相模原の浄土真宗のお寺『本弘寺』

住職の法話

タイトル:『見てござる、聞いてござる』(2006年5月 1日)

見てござる 聞いてござる 全て仏様は お見通し

 大変温厚な、人柄の良い、誰からも慕われるAさんが亡くなられました。私と同年の64才でした。彼との思い出は大きく深いものがあります。癌を患い体調を崩される前は、毎年夏になると八ヶ岳や蓼科方面のゴルフツアーの計画を綿密に立ててくださり、楽しい、楽しいゴルフツアーをさせていただきました。日曜礼拝にもよく参詣くださり、お茶の時など温かい雰囲気を醸し出してくださいました。
 今、懐かしく彼を偲びあれこれ回想する中に、他人の悪口を言ったことがない彼が、こんなことを言われたことを思い出しました。「大きな事業を成し、地域では著名人で通り、誰からも紳士と言われるBさんが、一緒にゴルフをしたときOBゾーンに入ったボールを足で転がし、"あ!セーフだった"と言ってスコアをごまかすんですよ!他人は騙せても自分は騙せないのにね」と。

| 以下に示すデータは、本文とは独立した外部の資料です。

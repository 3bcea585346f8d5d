//! Connectivity report for the record store.
//!
//! Retrieves every configured database and records which credentials are
//! present, so a deployment can be checked without running a pass.

use chrono::{DateTime, Utc};
use serde::{Deserialize, Serialize};
use tracing::{error, info};

use crate::context::DatabaseIds;
use crate::integrations::RecordStore;

#[derive(Debug, Clone, Copy, PartialEq, Eq, Serialize, Deserialize)]
#[serde(rename_all = "snake_case")]
pub enum Connection {
    Connected,
    Failed,
}

/// One database the context works against.
#[derive(Debug, Clone, PartialEq, Eq, Serialize, Deserialize)]
pub struct DatabaseStatus {
    /// `schedule`, `tasks` or `time_blocks`.
    pub role: String,
    pub id: String,
    pub title: Option<String>,
}

/// Which credentials are set. Values are never reported.
#[derive(Debug, Clone, Default, PartialEq, Eq, Serialize, Deserialize)]
pub struct EnvironmentStatus {
    pub notion_token: bool,
    pub calendar: bool,
    pub tasks_database: bool,
    pub api_key: bool,
}

impl EnvironmentStatus {
    pub fn from_env() -> Self {
        Self::from_lookup(|key| std::env::var(key).ok())
    }

    pub fn from_lookup<F>(lookup: F) -> Self
    where
        F: Fn(&str) -> Option<String>,
    {
        let set = |key: &str| lookup(key).is_some_and(|v| !v.trim().is_empty());
        Self {
            notion_token: set("NOTION_TOKEN"),
            calendar: set("GOOGLE_ACCESS_TOKEN") || set("GOOGLE_REFRESH_TOKEN"),
            tasks_database: set("DATABASE_ID_TASKS"),
            api_key: set("API_KEY"),
        }
    }
}

#[derive(Debug, Clone, PartialEq, Eq, Serialize, Deserialize)]
pub struct StatusReport {
    pub timestamp: DateTime<Utc>,
    pub connection: Connection,
    pub databases: Vec<DatabaseStatus>,
    #[serde(default, skip_serializing_if = "Option::is_none")]
    pub error: Option<String>,
    pub environment: EnvironmentStatus,
}

impl StatusReport {
    /// Report for a store that could not be reached or built.
    pub fn failed(message: impl Into<String>, environment: EnvironmentStatus) -> Self {
        Self {
            timestamp: Utc::now(),
            connection: Connection::Failed,
            databases: Vec::new(),
            error: Some(message.into()),
            environment,
        }
    }

    pub fn is_connected(&self) -> bool {
        self.connection == Connection::Connected
    }
}

/// Retrieve each configured database in turn. The first failure marks the
/// store unreachable and stops the check.
pub fn check(
    store: &dyn RecordStore,
    databases: &DatabaseIds,
    environment: EnvironmentStatus,
) -> StatusReport {
    let mut targets = vec![("schedule", databases.schedule.as_str())];
    if let Some(tasks) = databases.tasks.as_deref() {
        targets.push(("tasks", tasks));
    }
    if let Some(blocks) = databases.time_blocks.as_deref() {
        targets.push(("time_blocks", blocks));
    }

    let mut found = Vec::with_capacity(targets.len());
    for (role, id) in targets {
        match store.retrieve_database(id) {
            Ok(info) => found.push(DatabaseStatus {
                role: role.to_string(),
                id: info.id,
                title: info.title,
            }),
            Err(e) => {
                error!(role, database = id, error = %e, "database unreachable");
                return StatusReport::failed(e.to_string(), environment);
            }
        }
    }

    info!(databases = found.len(), "record store connected");
    StatusReport {
        timestamp: Utc::now(),
        connection: Connection::Connected,
        databases: found,
        error: None,
        environment,
    }
}

#[cfg(test)]
mod tests {
    use super::*;
    use crate::integrations::{MemoryRecordStore, StoreOp};
    use serde_json::json;

    fn ids(tasks: Option<&str>, blocks: Option<&str>) -> DatabaseIds {
        DatabaseIds {
            schedule: "schedule".into(),
            tasks: tasks.map(String::from),
            time_blocks: blocks.map(String::from),
        }
    }

    #[test]
    fn test_connected_lists_configured_databases() {
        let store = MemoryRecordStore::new();
        store.add_database("schedule", Some("Schedule"));
        store.add_database("tasks", None);

        let report = check(&store, &ids(Some("tasks"), None), EnvironmentStatus::default());
        assert!(report.is_connected());
        let roles: Vec<&str> = report.databases.iter().map(|d| d.role.as_str()).collect();
        assert_eq!(roles, vec!["schedule", "tasks"]);
        assert_eq!(report.databases[0].title.as_deref(), Some("Schedule"));
        assert!(report.error.is_none());
    }

    #[test]
    fn test_unknown_database_fails() {
        let store = MemoryRecordStore::new();
        store.add_database("schedule", None);

        let report = check(&store, &ids(None, Some("blocks")), EnvironmentStatus::default());
        assert_eq!(report.connection, Connection::Failed);
        assert!(report.databases.is_empty());
        assert!(report.error.unwrap().contains("blocks"));
    }

    #[test]
    fn test_transport_fault_fails() {
        let store = MemoryRecordStore::new();
        store.add_database("schedule", None);
        store.fail_after(StoreOp::RetrieveDatabase, 0);
        assert!(!check(&store, &ids(None, None), EnvironmentStatus::default()).is_connected());
    }

    #[test]
    fn test_environment_flags_only() {
        let env = EnvironmentStatus::from_lookup(|key| match key {
            "NOTION_TOKEN" => Some("secret".into()),
            "GOOGLE_REFRESH_TOKEN" => Some("refresh".into()),
            "API_KEY" => Some("  ".into()),
            _ => None,
        });
        assert_eq!(
            serde_json::to_value(&env).unwrap(),
            json!({ "notion_token": true, "calendar": true, "tasks_database": false, "api_key": false })
        );
    }

    #[test]
    fn test_failed_report_wire_shape() {
        let body = serde_json::to_value(StatusReport::failed("boom", EnvironmentStatus::default())).unwrap();
        assert_eq!(body["connection"], "failed");
        assert_eq!(body["error"], "boom");
        assert_eq!(body["databases"], json!([]));
    }
}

私もその時「見てござる、聞いてござる」という教えを親から聞かされ育てられたことなどの話をさせていただいたことが思い出されたのです。
 子供の頃は物の少ない時代でした。お客様のためにとっておいたお菓子を盗み食いしたり、自分の粗相で物を壊しても知らん顔をしたり、乱暴な言葉や他人の悪口を言ったりすると、「"見てござる、聞いてござる"他人を騙せても、自分をごまかすことは出来ないでしょ。仏様はいつでも見ているのですよ。聞いているのですよ。」と注意されたことを思い出し、話をさせていただいたことがあったのです。
 それなのに今でも私は、他人が見ていなければはしたないことも平気でするのです。他人が見ていなければ何をするか分からない私なのです。しかしお陰様で"見てござる、聞いてござる"と教えられて育てられましたので、そうした心がおきると、恥ずかしい自分だなと慎む心が起きてきて自然とナンマンダブツ・ナンマンダブツとお念仏がこぼれてくるのです。何をしても恥ずかしい自分に気がつかず、慎む心が起きない人を恥知らずと申しますが、恥知らずの私が恥ずかしい私でしたと知らしめさせてくださるのは仏法です。仏法聴聞しかないのです。恥ずかしいという字は耳偏に心と書くのですから、仏法をよくよく耳で聞いて、我が心を見つめたときに知らされる相であります。
 恥ずかしい、愚かな自分でしたと知らされ、お念仏を悦ぶ身にさせていただくことこそ、真の安らぎの人生でありましょう。